▸ To do: Every line in the data below that includes "FormState" belongs in the answer, copied as it stands.

Information shown: Begin

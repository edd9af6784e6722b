use anyhow::{Context, Result, bail};
use clap::{Args, Parser, Subcommand};
use comfy_table::{Cell, CellAlignment, Table};
use inquire::{Select, Text};
use serde::Serialize;
use std::path::PathBuf;

use mirai_navi_order::config::{self, Catalog};
use mirai_navi_order::form::{self, CouponKind, FormInput};
use mirai_navi_order::handoff::{self, SystemClipboard};
use mirai_navi_order::summary::charges_table;
use mirai_navi_order::{
    Charges, FieldId, FormState, OrderError, ValidationResult, compute_charges, format_yen,
    init_tracing, render_summary, validate,
};

// ==========================================
// Constants
// ==========================================
const COPY_ONLY_OPT: &str = "📋 Copy to clipboard";
const COPY_AND_OPEN_OPT: &str = "💬 Copy and open LINE";

// ==========================================
// CLI
// ==========================================

#[derive(Parser)]
#[command(name = "mirai-navi-order", version, about = "Mirai Navi reservation order form")]
struct Cli {
    /// Catalog file (defaults to the config dir, created on first run)
    #[arg(long, global = true)]
    catalog: Option<PathBuf>,

    #[command(subcommand)]
    command: Option<Commands>,
}

#[derive(Subcommand)]
enum Commands {
    /// Fill in the order form interactively
    New,
    /// Price an order from flags without prompting
    Quote(QuoteArgs),
    /// List plans and payment methods
    Plans,
    /// Write the default catalog (if missing) and show its path
    Config,
}

#[derive(Args)]
struct QuoteArgs {
    /// Requester name
    #[arg(long, default_value = "")]
    name: String,
    /// Plan id from the catalog
    #[arg(long)]
    plan: Option<String>,
    /// Agree to the light discount
    #[arg(long)]
    light: bool,
    /// Coupon status
    #[arg(long, value_enum)]
    coupon: Option<CouponKind>,
    /// Percentage for a percent coupon, as typed
    #[arg(long)]
    percent: Option<String>,
    /// Payment method value or label
    #[arg(long)]
    payment: Option<String>,
    /// Free-text remarks
    #[arg(long, default_value = "")]
    remarks: String,
    /// Confirm all agreement items
    #[arg(long)]
    agree: bool,
    /// Validate and print the shareable summary
    #[arg(long)]
    summary: bool,
    /// Print JSON instead of a table
    #[arg(long)]
    json: bool,
}

impl From<QuoteArgs> for FormInput {
    fn from(args: QuoteArgs) -> Self {
        FormInput {
            requester_name: args.name,
            plan: args.plan,
            light_discount: args.light,
            coupon: args.coupon,
            percent: args.percent,
            payment_method: args.payment,
            remarks: args.remarks,
            agreed: args.agree,
        }
    }
}

#[derive(Serialize)]
struct QuoteReport<'a> {
    charges: &'a Charges,
    validation: &'a ValidationResult,
    summary: Option<String>,
}

// ==========================================
// Main Function
// ==========================================

fn main() -> Result<()> {
    init_tracing();
    let cli = Cli::parse();

    let catalog_path = cli
        .catalog
        .as_deref()
        .map(config::expand_home_dir)
        .unwrap_or_else(config::default_catalog_path);

    let Some(command) = cli.command else {
        use clap::CommandFactory;
        Cli::command().print_help()?;
        return Ok(());
    };

    if let Commands::Config = command {
        if config::init_catalog(&catalog_path)? {
            println!("✨ Wrote default catalog.");
        }
        println!("📂 Catalog: {}", catalog_path.display());
        return Ok(());
    }

    let catalog = config::load_or_init_catalog(&catalog_path)
        .with_context(|| format!("loading catalog {}", catalog_path.display()))?;

    match command {
        Commands::New => run_interactive(&catalog),
        Commands::Quote(args) => run_quote(&catalog, args),
        Commands::Plans => {
            list_catalog(&catalog);
            Ok(())
        }
        Commands::Config => Ok(()),
    }
}

// ==========================================
// 1. Interactive Form
// ==========================================

fn run_interactive(catalog: &Catalog) -> Result<()> {
    let state = match form::prompt_form(catalog) {
        Ok(state) => state,
        Err(e) if e.is_cancelled() => {
            println!("Cancelled");
            return Ok(());
        }
        Err(e) => return Err(e.into()),
    };

    let charges = compute_charges(&state);
    println!("\n--- Your Order ---");
    println!("{}", charges_table(&charges));

    let result = validate(&state);
    if !result.is_valid() {
        print_validation(&result);
        return Ok(());
    }

    let text = summary_text(&state, &charges)?;
    println!("\n{text}\n");

    let link = match &catalog.messaging.url {
        Some(url) => {
            let choice = match Select::new("Send:", vec![COPY_ONLY_OPT, COPY_AND_OPEN_OPT])
                .prompt()
                .map_err(OrderError::from)
            {
                Ok(choice) => choice,
                Err(e) if e.is_cancelled() => {
                    println!("Cancelled");
                    return Ok(());
                }
                Err(e) => return Err(e.into()),
            };
            (choice == COPY_AND_OPEN_OPT).then_some(url.as_str())
        }
        None => None,
    };

    let mut clipboard = SystemClipboard::default();
    let outcome = handoff::hand_off(&mut clipboard, &text, link, handoff::open_link);
    if outcome.copied {
        println!("✅ {}", outcome.message);
    } else {
        println!("❌ {}", outcome.message);
    }
    if let Some(url) = link {
        if outcome.copied && !outcome.link_opened {
            println!("🔗 Open this link to continue: {url}");
        }
    }
    if outcome.copied && handoff::clipboard_owned_by_process() && clipboard.holds_contents() {
        // The copied text is gone once this process exits
        let waited = Text::new("Press Enter once the summary is pasted:").prompt();
        if let Err(e) = waited.map_err(OrderError::from) {
            if !e.is_cancelled() {
                return Err(e.into());
            }
        }
    }
    Ok(())
}

// ==========================================
// 2. Quote
// ==========================================

fn run_quote(catalog: &Catalog, args: QuoteArgs) -> Result<()> {
    let want_summary = args.summary;
    let as_json = args.json;

    let state = form::build_state(catalog, &FormInput::from(args))?;
    let charges = compute_charges(&state);
    let result = validate(&state);

    let summary = if want_summary && result.is_valid() {
        Some(summary_text(&state, &charges)?)
    } else {
        None
    };

    if as_json {
        let report = QuoteReport {
            charges: &charges,
            validation: &result,
            summary,
        };
        println!("{}", serde_json::to_string_pretty(&report)?);
        return Ok(());
    }

    println!("{}", charges_table(&charges));
    if want_summary {
        match summary {
            Some(text) => println!("\n{text}"),
            None => {
                print_validation(&result);
                if let Some(err) = result.first_error() {
                    bail!("order form is incomplete: {}", err.message);
                }
            }
        }
    }
    Ok(())
}

// ==========================================
// 3. Catalog Listing
// ==========================================

fn list_catalog(catalog: &Catalog) {
    let mut plans = Table::new();
    plans.set_header(vec![
        Cell::new("Id"),
        Cell::new("Plan"),
        Cell::new("Price"),
        Cell::new("Light discount"),
    ]);
    for plan in &catalog.plans {
        let id = if catalog.default_plan.as_deref() == Some(plan.id.as_str()) {
            format!("{} (default)", plan.id)
        } else {
            plan.id.clone()
        };
        plans.add_row(vec![
            Cell::new(id),
            Cell::new(&plan.label),
            Cell::new(format_yen(plan.base_price)).set_alignment(CellAlignment::Right),
            Cell::new(format_yen(plan.light_discount_price)).set_alignment(CellAlignment::Right),
        ]);
    }
    println!("--- Plans ---");
    println!("{plans}");

    let mut methods = Table::new();
    methods.set_header(vec![Cell::new("Value"), Cell::new("Payment method")]);
    for method in &catalog.payment_methods {
        methods.add_row(vec![Cell::new(&method.value), Cell::new(&method.label)]);
    }
    println!("\n--- Payment Methods ---");
    println!("{methods}");
}

// ==========================================
// 4. Helpers
// ==========================================

fn summary_text(state: &FormState, charges: &Charges) -> Result<String> {
    let payment = state.payment_method.as_ref().map(|m| m.label.as_str());
    Ok(render_summary(&charges.items, charges.total, payment, &state.remarks)?)
}

fn print_validation(result: &ValidationResult) {
    println!("\n--- Please check the form ---");
    for field in FieldId::ALL {
        if result.is_highlighted(field) {
            println!("  ⚠️  {field}");
        }
    }
    if let Some(err) = result.first_error() {
        println!("❌ {}", err.message);
    }
}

Information shown: End

▸ Response below:
    Charges, FieldId, FormState, OrderError, ValidationResult, compute_charges, format_yen,
fn summary_text(state: &FormState, charges: &Charges) -> Result<String> {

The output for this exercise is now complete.